Paradigm Initiative has been monitoring the developments in Somaliland with keen interest and hereby expresses deep concern at the gross violation of the right to freedom of expression occasioned by the action to shut down access to social media sites during this politically significant moment. Paradigm Initiative notes that blocking of access to social media sites has prevented Somaliland citizens all over the world from receiving pluralistic media coverage of the elections in question. This is evidenced by scanty online information on the progress of the election which means that citizens and the international community have to mostly rely on offline sources which are mostly characterized by limitations such as time lags. Thus the social media blockade in place may affect the credibility of the elections as crucial incidents may not be reported timely, or at all.

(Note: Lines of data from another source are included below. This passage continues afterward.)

use criterion::{black_box, criterion_group, criterion_main, Criterion};
use lignum_paint::{RasterSurface, Rgba, StrokeHistory};

/// A wobbly path across the whole canvas, roughly what a fast mouse drag produces.
fn setup_stroke_points() -> Vec<(i32, i32)> {
    (0..2_000)
        .map(|i| {
            let t = i as f32 * 0.01;
            let x = 400.0 + t.cos() * (50.0 + t * 15.0);
            let y = 300.0 + t.sin() * (50.0 + t * 10.0);
            (x as i32, y as i32)
        })
        .collect()
}

fn canvas() -> RasterSurface {
    RasterSurface::new(800, 600, Rgba::WHITE).unwrap()
}

fn bench_stamp_line(c: &mut Criterion) {
    let mut surface = canvas();
    surface.set_pen_color(Rgba::BLACK);

    c.bench_function("stamp_line", |b| {
        b.iter(|| {
            surface.stamp_line(black_box(10), black_box(20), black_box(790), black_box(580));
        });
    });
}

fn bench_undo_redo(c: &mut Criterion) {
    let points = setup_stroke_points();
    let mut surface = canvas();
    let mut history = StrokeHistory::new();

    history.on_pointer_down(&mut surface, points[0], Rgba::BLACK);
    for &p in &points[1..] {
        history.on_pointer_move(&mut surface, p);
    }
    history.on_pointer_up();

    // replays the whole stroke twice per iteration
    c.bench_function("undo_redo_2000_points", |b| {
        b.iter(|| {
            history.undo(black_box(&mut surface));
            history.redo(black_box(&mut surface));
        });
    });
}

criterion_group!(
    name = benches;
    config = Criterion::default();
    targets = bench_stamp_line, bench_undo_redo
);

criterion_main!(benches);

The social media blockade does not satisfy the three-part cumulative test for limitation of the right to freedom of expression as provided under article 19, paragraph 3, of the International Covenant on Civil and Political Rights. Firstly, it is noted that no law was cited to justify the blockade for the purposes of avoiding fake news and rumour mongering. Secondly, the blockade is not justified to pursue aims listed under article 19, paragraph 3, of the International Covenant on Civil and Political Rights, namely, to protect the rights or reputations of others, or to protect national security or of public order, or of public health or morals. On this point, Paradigm Initiative would like to draw the attention of the Government of Somaliland to the fact that several African countries have demonstrated that it is possible to hold peaceful elections without blocking citizens’ access to the internet access. For instance, such elections have been held in Nigeria, Kenya and Ghana, among others.
Thirdly, even if the justification for the blockade was valid on the ground of protecting public order, blocking of access across the country constitutes an unnecessary or disproportionate means to achieve the purported aim and is therefore illegal. It is pleasing to note that a local human rights organization, the Somaliland Human Rights Centre sought to challenge the decision to block social media access in the Supreme Court of Somaliland. Sadly, the Supreme Court of Somaliland threw out the petition. Paradigm Initiative stands in solidarity with the Somaliland Human Rights Centre and the people of Somaliland.
Paradigm Initiative, therefore, implores the Government of Somaliland to guarantee citizens rights to freedom of expression online by reversing the order to block access to social media sites.